Home Blog CV Projects Patterns Notes Book Colophon Search

Python multiprocessing Shutdown

12 Jul, 2024

It is kind of a pain to get Python's multiprocessing module to shutdown correctly on kill -2 PID and kill PID. Here's how you do it using normal signals, but there is a better way I'll show next:

import multiprocessing
import os
import asyncio
import time
import signal
import sys

def worker():
    def sigterm_handler(signum, frame):
        print(f"Worker process {os.getpid()} received SIGTERM")
        sys.exit(0)  # Exit gracefully

    signal.signal(signal.SIGTERM, sigterm_handler)
    signal.signal(signal.SIGINT, sigterm_handler)

    print(f"Worker process started with PID: {os.getpid()}")
    while True:
        print("Working...")
        time.sleep(1)

async def main():
    print(f"Started {os.getpid()}")
    loop = asyncio.get_running_loop()

    # Create and start the worker process
    process = multiprocessing.Process(target=worker)
    process.start()

    print(f"Started worker, now we are {os.getpid()}")

    def sigterm_handler(signum, frame):
        if process.is_alive():
            process.terminate()
            process.join()
            print("Process was alive")
            time.sleep(1)
        else:
            print("Process is not alive")
        print("Event loop has been shut down")
        sys.exit(0)

    signal.signal(signal.SIGTERM, sigterm_handler)
    signal.signal(signal.SIGINT, sigterm_handler)

    await asyncio.sleep(100)


if __name__ == '__main__':
    asyncio.run(main())

Now you probably want to gracefully shutdown all the tasks too.

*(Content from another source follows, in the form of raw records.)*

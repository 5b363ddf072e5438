//! Reversible edits on an [`Automaton`].
//!
//! Every structural change to an automaton is expressed as a [`Command`]
//! that knows both its forward and backward delta at construction time.
//! Multi-step transformations are [`CompositeCommand`]s, applied forwards on
//! redo and backwards on undo, so a transformation is either fully present in
//! the graph or fully absent.
//!
//! Commands are driven through a [`CommandHistory`].

mod history;

pub use history::{CommandHistory, HistoryEvent};

use std::fmt;

use crate::automaton::{Automaton, AutomatonState, AutomatonTransition, StateId};

/// A single reversible edit, or an ordered group of them.
#[derive(Debug, Clone, PartialEq, Eq)]
pub enum Command {
    AddState(AutomatonState),
    RemoveState(AutomatonState),
    AddTransition(AutomatonTransition),
    RemoveTransition(AutomatonTransition),
    SetFinal {
        state: StateId,
        is_final: bool,
        was_final: bool,
    },
    Composite(CompositeCommand),
}

impl Command {
    /// Change the final flag of `state`, remembering its current value.
    pub fn set_final(automaton: &Automaton, state: StateId, is_final: bool) -> Self {
        Command::SetFinal {
            state,
            is_final,
            was_final: automaton.is_final(state),
        }
    }

    pub fn composite(description: impl Into<String>, commands: Vec<Command>) -> Self {
        Command::Composite(CompositeCommand::new(description, commands))
    }

    /// Apply the forward delta.
    pub fn redo(&self, automaton: &mut Automaton) {
        match self {
            Command::AddState(state) => automaton.add_state(*state),
            Command::RemoveState(state) => automaton.remove_state(state.id()),
            Command::AddTransition(t) => automaton.add_transition(t.clone()),
            Command::RemoveTransition(t) => automaton.remove_transition(t.id()),
            Command::SetFinal {
                state, is_final, ..
            } => automaton.set_final(*state, *is_final),
            Command::Composite(composite) => composite.redo(automaton),
        }
    }

    /// Apply the backward delta.
    pub fn undo(&self, automaton: &mut Automaton) {
        match self {
            Command::AddState(state) => automaton.remove_state(state.id()),
            Command::RemoveState(state) => automaton.add_state(*state),
            Command::AddTransition(t) => automaton.remove_transition(t.id()),
            Command::RemoveTransition(t) => automaton.add_transition(t.clone()),
            Command::SetFinal {
                state, was_final, ..
            } => automaton.set_final(*state, *was_final),
            Command::Composite(composite) => composite.undo(automaton),
        }
    }

    /// Human readable summary, for history listings.
    pub fn description(&self) -> String {
        match self {
            Command::AddState(state) => format!("Add state {state}"),
            Command::RemoveState(state) => format!("Remove state {state}"),
            Command::AddTransition(t) => format!(
                "Add transition {} -> {} on {}",
                t.from(),
                t.to(),
                t.regex()
            ),
            Command::RemoveTransition(t) => format!(
                "Remove transition {} -> {} on {}",
                t.from(),
                t.to(),
                t.regex()
            ),
            Command::SetFinal {
                state, is_final, ..
            } => {
                if *is_final {
                    format!("Make state {state} final")
                } else {
                    format!("Make state {state} non-final")
                }
            }
            Command::Composite(composite) => composite.description().to_string(),
        }
    }

    /// Child commands of a composite; empty for primitive edits.
    pub fn children(&self) -> &[Command] {
        match self {
            Command::Composite(composite) => composite.commands(),
            _ => &[],
        }
    }

    /// Transitions added by this command, including those of its children.
    pub fn added_transitions(&self) -> Vec<&AutomatonTransition> {
        let mut out = Vec::new();
        self.collect(&mut |command| {
            if let Command::AddTransition(t) = command {
                out.push(t);
            }
        });
        out
    }

    /// States added by this command, including those of its children.
    pub fn added_states(&self) -> Vec<AutomatonState> {
        let mut out = Vec::new();
        self.collect(&mut |command| {
            if let Command::AddState(state) = command {
                out.push(*state);
            }
        });
        out
    }

    fn collect<'a>(&'a self, visit: &mut impl FnMut(&'a Command)) {
        visit(self);
        for child in self.children() {
            child.collect(visit);
        }
    }
}

impl fmt::Display for Command {
    fn fmt(&self, f: &mut fmt::Formatter<'_>) -> fmt::Result {
        f.write_str(&self.description())
    }
}

/// An ordered list of commands treated as one edit.
#[derive(Debug, Clone, PartialEq, Eq)]
pub struct CompositeCommand {
    description: String,
    commands: Vec<Command>,
}

impl CompositeCommand {
    pub fn new(description: impl Into<String>, commands: Vec<Command>) -> Self {
        Self {
            description: description.into(),
            commands,
        }
    }

    pub fn description(&self) -> &str {
        &self.description
    }

    pub fn commands(&self) -> &[Command] {
        &self.commands
    }

    pub fn redo(&self, automaton: &mut Automaton) {
        for command in &self.commands {
            command.redo(automaton);
        }
    }

    pub fn undo(&self, automaton: &mut Automaton) {
        for command in self.commands.iter().rev() {
            command.undo(automaton);
        }
    }
}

The asyncio module can handle signals as part of the event loop.

Here's the most sophisticated example I've come up with (ignoring multiprocessing for now):

import asyncio
import signal

async def looping_task(task_num):
    try:
        while True:
            print(f'{task_num}:in looping_task')
            await asyncio.sleep(5.0)
    except asyncio.CancelledError:
        print(f"{task_num}: I was cancelled!")
        return f"{task_num}: I was cancelled!"
            

async def handle_client(reader, writer):
    try:
        while True:
            data = await reader.read(100)
            if not data:
                break
            print(f"Received {data!r} from {writer.get_extra_info('peername')}")
            writer.write(data)
            await writer.drain()
    except asyncio.CancelledError:
        print("Connection handler was cancelled")
    finally:
        writer.close()
        await writer.wait_closed()

async def shutdown(loop, main_task, stop_event, server, server_tasks):
    print("Received exit signal, shutting down...")
    server.close()

    async def server_shutdown():
        # Wait for the server to close with a timeout of 1 second
        try:
            await asyncio.wait_for(server.wait_closed(), timeout=1.0)
            return 'Client connections closed'
        except asyncio.TimeoutError:
            print("Server did not close within 1 second, forcing shutdown...")
            for task in server_tasks:
                task.cancel() 
            results = await asyncio.gather(*server_tasks, return_exceptions=True)
            return 'Client connections terminated'

    # Cancel all tasks except the main task, the current task, and server tasks
    tasks = [t for t in asyncio.all_tasks(loop) if t is not main_task and t is not asyncio.current_task() and t not in server_tasks]
    for task in tasks:
        task.cancel()

    # Wait for all tasks to finish
    results = await asyncio.gather(*tasks, server_shutdown(), return_exceptions=True)
    print(f"Finished awaiting cancelled tasks, results: {results}")

    stop_event.set()

def add_signal_handlers(loop, main_task, stop_event, server, server_tasks):
    for sig in [signal.SIGINT, signal.SIGTERM]:
        loop.add_signal_handler(
            sig,
            lambda: asyncio.create_task(shutdown(loop, main_task, stop_event, server, server_tasks))
        )

async def main():
    loop = asyncio.get_running_loop()
    stop_event = asyncio.Event()
    server_tasks = set()

    for i in range(5):
        asyncio.create_task(looping_task(i))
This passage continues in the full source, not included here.